/multichase

Primary LanguageCApache License 2.0Apache-2.0

Multichase - a pointer chaser benchmark
Multiload - a superset of multichase which runs latency, memory bandwidth, and loaded-latency

1/ BUILD

   - just type:

     $ make

2/ INSTALL

   - just run from current directory or copy multichase wherever you need to

3.1/ RUN Multichase

  - To get help

    $ multichase -h

   - By default, multichase will perform a pointer chase through an array
     size of 256MB and a stride size of 256 bytes for 2.5 seconds on a single
     thread:

     $ multichase

   - Pointer chase through an array of 4MB with a stride size of 64 bytes:

     $ multichase -m 4m -s 64

  - Pointer chase through an array of 1GB for 10 seconds (-n is the number of 0.5  second samples):

     $ multichase -m 1g -n 20

  - Pointer chase through an array of 256KB with a stride size of 128 bytes on 2 threads.
    Thread 0 accesses every 128th byte, thread 1 accesses every 128th byte offset by sizeof(void*)=8
    on 64bit architectures:

    $ multichase -m 256k -s 128 -t 2

3.2/ RUN Multiload

  - Latency Only (simple pointer chase)
    In this mode, Multiload can run any of the multichase commands above.
    A "-c" chase arg (other than chaseload) can be used or it will default to "simple".
    Using either "-c chaseload" and/or the "-l" load arguments will choose a different test mode.

    $ multiload

  - Bandwidth Only
    Multiload can run a memory bandwidth test using the "-l" load argument. The "-c" chase argument MUST NOT be used.
    Below command runs 5 samples (~2.5 seconds each), using 16 threads, using the glibc memcpy() function,
    using a 512M buffer per thread.

    $ multiload -n 5 -t 16 -m 512M -l memcpy-libc

  - Loaded Latency.
    Multiload can run 1 pointer chaser thread on logical cpu0 with multiple memory bandwidth load threads.
    The "-c chaseload" arg MUST be used. The "-l" arg MUST be used with one of the memory load arguments.
    Below command runs 5 samples (~2.5 seconds each), on 16 threads (1 chase, 15 stream-sum bandwidth loads),
    using a 512M buffer per thread.

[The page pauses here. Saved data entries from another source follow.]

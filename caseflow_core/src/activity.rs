//! Exception activity and conflict detection.
//!
//! Decides whether a worker exception is in force on a given calendar day and
//! whether a proposed date range collides with an existing exception. Schedule
//! creation and rehabilitation gating both sit on top of these checks.

use crate::calendar;
use crate::types::Exception;
use chrono::NaiveDate;

/// Is the exception in force on the given calendar day?
///
/// Check order matters: the explicit `is_active` override short-circuits,
/// then the deactivation day (an exception deactivated at instant `t` is
/// inactive from `t`'s calendar day onward), then the start/end bounds.
/// A missing `end_date` means open-ended.
pub fn is_active_on(exception: &Exception, day: NaiveDate) -> bool {
    if !exception.is_active {
        return false;
    }
    if let Some(deactivated_at) = exception.deactivated_at {
        if calendar::normalize_to_day(deactivated_at) <= day {
            return false;
        }
    }
    if day < exception.start_date {
        return false;
    }
    if let Some(end_date) = exception.end_date {
        if day > end_date {
            return false;
        }
    }
    true
}

/// All exceptions in force on the given day
pub fn active_exceptions_on<'a>(
    exceptions: &'a [Exception],
    day: NaiveDate,
) -> Vec<&'a Exception> {
    exceptions
        .iter()
        .filter(|e| is_active_on(e, day))
        .collect()
}

/// Find the first exception conflicting with a proposed date range
///
/// An exception is a candidate when its range overlaps the proposed one
/// (`start <= range_end` and `end`, if set, `>= range_start`). Candidates are
/// confirmed by sampling activity at the range start, range end, and midpoint
/// day; activity is monotonic within a contiguous interval once deactivation
/// is accounted for, so the three samples suffice for range-vs-range overlap.
///
/// This is a documented approximation, not an exhaustive day-by-day scan: a
/// non-conflict result does not guarantee the absence of a conflict on every
/// individual day, and an exception type with internal gaps would break the
/// sampling assumption.
pub fn find_conflict<'a>(
    exceptions: &'a [Exception],
    range_start: NaiveDate,
    range_end: NaiveDate,
) -> Option<&'a Exception> {
    let midpoint = calendar::add_days(
        range_start,
        calendar::days_between(range_start, range_end) / 2,
    );

    for exception in exceptions {
        let overlaps = exception.start_date <= range_end
            && exception.end_date.map_or(true, |end| end >= range_start);
        if !overlaps {
            continue;
        }
        if [range_start, range_end, midpoint]
            .into_iter()
            .any(|day| is_active_on(exception, day))
        {
            tracing::debug!(
                "Range {}..{} conflicts with exception {}",
                range_start,
                range_end,
                exception.id
            );
            return Some(exception);
        }
    }
    None
}
fn cmd_report(
    data_dir: &Path,
    worker: String,
    kind: &str,
    start: &str,
    end: Option<&str>,
    reason: Option<String>,
) -> Result<()> {
    let exception_type = parse_kind(kind)?;
    let start_date = calendar::parse_day(start)?;
    let end_date = end.map(calendar::parse_day).transpose()?;
    if let Some(end_date) = end_date {
        if end_date < start_date {
            return Err(Error::InvalidDateRange);
        }
    }

    let exception = Exception {
        id: Uuid::new_v4(),
        worker_id: worker,
        exception_type,
        start_date,
        end_date,
        is_active: true,
        deactivated_at: None,
        reason,
    };
    let exception_id = exception.id;

    let store = CaseStore::update(&store_path(data_dir), |store| {
        // Surface (but do not block on) overlap with an existing exception
        let existing = store.worker_exceptions(&exception.worker_id);
        let probe_end = exception
            .end_date
            .unwrap_or_else(|| calendar::add_days(exception.start_date, 365));
        if let Some(conflict) = find_conflict(&existing, exception.start_date, probe_end) {
            println!(
                "Warning: overlaps existing exception {} ({} from {})",
                conflict.id,
                format_kind(conflict.exception_type),
                calendar::format_day(conflict.start_date)
            );
        }
        store.exceptions.insert(exception.id, exception.clone());
        Ok(())
    })?;

    println!("Recorded exception {}", exception_id);
    println!("  {} exceptions on file", store.exceptions.len());
    Ok(())
}

fn cmd_deactivate(data_dir: &Path, exception_id: &str) -> Result<()> {
    let id = parse_uuid(exception_id)?;
    let now = Utc::now();

    CaseStore::update(&store_path(data_dir), |store| {
        let exception = store
            .exceptions
            .get_mut(&id)
            .ok_or_else(|| Error::Store(format!("No exception {}", id)))?;
        exception.is_active = false;
        exception.deactivated_at = Some(now);
        Ok(())
    })?;

    println!("Deactivated exception {}", id);
    Ok(())
}

fn cmd_escalate(data_dir: &Path, exception_id: &str, actor: &str) -> Result<()> {
    let id = parse_uuid(exception_id)?;
    let now = Utc::now();

    let mut case_number = String::new();
    let mut case_id = Uuid::nil();
    CaseStore::update(&store_path(data_dir), |store| {
        let exception = store
            .exceptions
            .get(&id)
            .ok_or_else(|| Error::Store(format!("No exception {}", id)))?
            .clone();
        let case = Case::escalate(exception, actor, now);
        case_number = case.number();
        case_id = case.id;

        let mut sink = JsonlSink::new(wal_path(data_dir));
        sink.append(&wal::TransitionEvent {
            case_id: case.id,
            case_number: case_number.clone(),
            worker_id: case.exception.worker_id.clone(),
            status: CaseStatus::New,
            updated_at: now,
            updated_by: actor.to_string(),
        })?;

        store.cases.insert(case.id, case);
        Ok(())
    })?;

    println!("Escalated to case {}", case_id);
    println!("  Case number: {}", case_number);
    Ok(())
}

fn cmd_status(
    data_dir: &Path,
    case_id: &str,
    status: &str,
    actor: &str,
    duty_type: Option<&str>,
    return_date: Option<&str>,
) -> Result<()> {
    let id = parse_uuid(case_id)?;
    let requested: CaseStatus = status.parse()?;
    let request = match (duty_type, return_date) {
        (Some(duty), Some(date)) => TransitionRequest::ReturnToWork {
            duty_type: duty.parse()?,
            return_date: calendar::parse_day(date)?,
        },
        (None, None) => TransitionRequest::Standard,
        _ => return Err(Error::MissingReturnToWorkFields),
    };

    let roster = load_team_roster(&data_dir.join("roster.json"))?;
    let now = Utc::now();

    let mut intents = Vec::new();
    let mut case_number = String::new();
    CaseStore::update(&store_path(data_dir), |store| {
        let case = store
            .cases
            .get(&id)
            .ok_or_else(|| Error::Store(format!("No case {}", id)))?;
        let plans = store.plans_for_case(id);

        let outcome = apply_transition(case, requested, actor, &request, &plans, &roster, now)?;
        case_number = outcome.case.number();
        intents = outcome.intents;

        let mut sink = JsonlSink::new(wal_path(data_dir));
        sink.append(&wal::TransitionEvent {
            case_id: id,
            case_number: case_number.clone(),
            worker_id: outcome.case.exception.worker_id.clone(),
            status: requested,
            updated_at: now,
            updated_by: actor.to_string(),
        })?;

        // Keep the standalone exception record in step with the case copy
        store
            .exceptions
            .insert(outcome.case.exception.id, outcome.case.exception.clone());
        store.cases.insert(id, outcome.case);
        Ok(())
    })?;

    println!("{} is now {}", case_number, requested);
    for intent in &intents {
        println!("  notify {}", describe_recipient(&intent.recipient));
    }
    Ok(())
}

The chase thread uses a stride=16.

    $ multiload -s 16 -n 5 -t 16 -m 512M -c chaseload -l stream-sum

3.3/ RUN Pingpong & fairness

   - Pingpong: measure latency of exchanging a line between cores.
     To run, simply do:
    $ pingpong -u

   - Fairness: measure fairness with N threads competing to increment an atomic variable.
     To run, simply do:
    $ fairness